The second VM is preferably configured to be served by the second path, e.g., a free virtual FC, as a result of the second path takeover being performed. One or more operations, e.g., I/O operations, may be performed using the second VM and the second path as a result of the configuration. However, at some point after configuration of the second VM and the second path, a path that was failed to establish the configuration of the second path and the second VM may be restored. For example, subsequent to failing a path being used by a third VM to free the path for the second VM, the failed path may be restored. Accordingly, it may be determined whether the failed second path has been restored, e.g., see sub-operation 242. In some approaches a determination of whether the failed second path has been restored may be based on updated pathing information. For example, updated pathing information may be obtained by issuing a query subsequent to failing the second path and/or the path being configured to serve the second VM. Note that a failed path being restored may indicate that the failed path was relatively more useful to fulfilling I/O operations within the virtual server than configuring the path to serve the second VM is. In response to a determination that the failed second path has been restored, e.g., as illustrated by the “Yes” logical path of sub-operation 242, the second path takeover may be reverted, e.g., see sub-operation 244. In one optional approach, a priority assigned to the third VM, e.g., the VM that is served by the second path before being failed, may be adjusted based on the second path being reverted. For example, assuming that the third VM is originally assigned a low priority, the priority of the third VM may be adjusted to medium priority subsequent to the second path takeover being reverted. In another example, assuming that the third VM is originally assigned a medium priority, the priority of the third VM may be adjusted to high priority subsequent to the second path takeover being reverted.

In response to a determination that the failed second path has not been restored, e.g., as illustrated by the “No” logical path of sub-operation 242, the sub-process optionally continues to sub-operation 230 and it is determined whether any additional of the VMs determined to be without path(s) or to be moving to other hosts are medium priority VMs. In response to a determination that there are not any additional VMs assigned a medium priority, the sub-process optionally ends, e.g., see “End.”

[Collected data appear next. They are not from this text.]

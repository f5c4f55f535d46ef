//! HTTP handlers for the control surface (spec §6.2): start a game, read its
//! state and event log, and drive pause/resume/speed.

use std::collections::HashMap;

use axum::extract::{Path, Query, State};
use axum::Json;
use serde::{Deserialize, Serialize};
use uuid::Uuid;

use super::AppState;
use crate::config::GameConfig;
use crate::error::AppResult;
use crate::events::Event;
use crate::state::{Player, TurnPhase};

#[derive(Debug, Serialize)]
pub struct CreateGameResponse {
    pub game_id: Uuid,
}

pub async fn create_game(
    State(state): State<AppState>,
    Json(config): Json<GameConfig>,
) -> AppResult<Json<CreateGameResponse>> {
    let game_id = state.registry.start_game(config)?;
    Ok(Json(CreateGameResponse { game_id }))
}

#[derive(Debug, Serialize)]
pub struct GameStateResponse {
    pub game_id: Uuid,
    pub seed: u64,
    pub turn_number: u32,
    pub turn_phase: TurnPhase,
    pub current_player: Uuid,
    pub players: Vec<Player>,
    pub property_owners: HashMap<u8, Uuid>,
    pub is_over: bool,
    pub winner: Option<Uuid>,
}

pub async fn get_game(
    State(state): State<AppState>,
    Path(game_id): Path<Uuid>,
) -> AppResult<Json<GameStateResponse>> {
    let handle = state.registry.get(game_id)?;
    let game = handle.get_state();
    Ok(Json(GameStateResponse {
        game_id,
        seed: game.seed,
        turn_number: game.state.turn_number,
        turn_phase: game.state.turn_phase,
        current_player: game.state.current_player().id,
        players: game.state.players.clone(),
        property_owners: game.state.property_owners.clone(),
        is_over: game.is_over(),
        winner: game.winner(),
    }))
}

#[derive(Debug, Deserialize)]
pub struct EventsQuery {
    #[serde(default)]
    pub since: u64,
}

pub async fn get_events(
    State(state): State<AppState>,
    Path(game_id): Path<Uuid>,
    Query(query): Query<EventsQuery>,
) -> AppResult<Json<Vec<Event>>> {
    let handle = state.registry.get(game_id)?;
    Ok(Json(handle.get_events(query.since)))
}

pub async fn pause_game(State(state): State<AppState>, Path(game_id): Path<Uuid>) -> AppResult<Json<serde_json::Value>> {
    let handle = state.registry.get(game_id)?;
    handle.pause();
    Ok(Json(serde_json::json!({ "status": "paused" })))
}

pub async fn resume_game(State(state): State<AppState>, Path(game_id): Path<Uuid>) -> AppResult<Json<serde_json::Value>> {
    let handle = state.registry.get(game_id)?;
    handle.resume();
    Ok(Json(serde_json::json!({ "status": "resumed" })))
}

#[derive(Debug, Deserialize)]
pub struct SetSpeedRequest {
    pub multiplier: f32,
}

pub async fn set_speed(
    State(state): State<AppState>,
    Path(game_id): Path<Uuid>,
    Json(req): Json<SetSpeedRequest>,
) -> AppResult<Json<serde_json::Value>> {
    let handle = state.registry.get(game_id)?;
    handle.set_speed(req.multiplier);
    Ok(Json(serde_json::json!({ "status": "ok", "speed_multiplier": crate::config::GameConfig::clamp_speed(req.multiplier) })))
}

pub async fn cancel_game(State(state): State<AppState>, Path(game_id): Path<Uuid>) -> AppResult<Json<serde_json::Value>> {
    state.registry.cancel(game_id)?;
    Ok(Json(serde_json::json!({ "status": "cancelled" })))
}

/// Health check
pub async fn health() -> &'static str {
    "OK"
}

Looking to FIG. 2C, exemplary sub-operations of performing a path takeover are illustrated in accordance with one embodiment, one or more of which may be used to perform sub-operation 224 of FIG. 2B. However, it should be noted that the sub-operations of FIG. 2C are illustrated in accordance with one embodiment which is in no way intended to limit the invention.

Sub-operation 250 includes informing the second VM of the first path takeover. Informing the second VM of the first path takeover may in some approaches include issuing an instruction for the second VM to complete I/O operations that are in progress and/or not accept new I/O operations. This may ensure that failing the path does not disturb ongoing I/O or quiesce. In one example an external orchestrator may be utilized to shut down the VM. Subsequent to informing the second VM of the first path takeover, the first path may be failed, e.g., see sub-operation 252. Failing a path may include issuing a redirect command for I/O operations that were intended for the second VM to be issued to the first VM on a new path. Failing the first path may additionally include removing information about the first path in the pathing information. For example, mapping is removed to the second VM, e.g., from the virtual server, in some approaches, e.g., see sub-operation 254. The mapping may be thereafter assigned to the first VM, e.g., see sub-operation 256. This enables the first VM to be served by the first path. The first VM is also enabled to pick up the first path, e.g., see sub-operation 258. Enabling the first VM to pick up the first path may include issuing an instruction for the first VM to connect to one or more portions of the virtual server deployment using the first path. In another approach, an instruction may be issued for the first VM to perform an action to pick up the new path. For example, instruction may be issued for the first VM to perform an action that includes activating a shutdown, rebooting, etc.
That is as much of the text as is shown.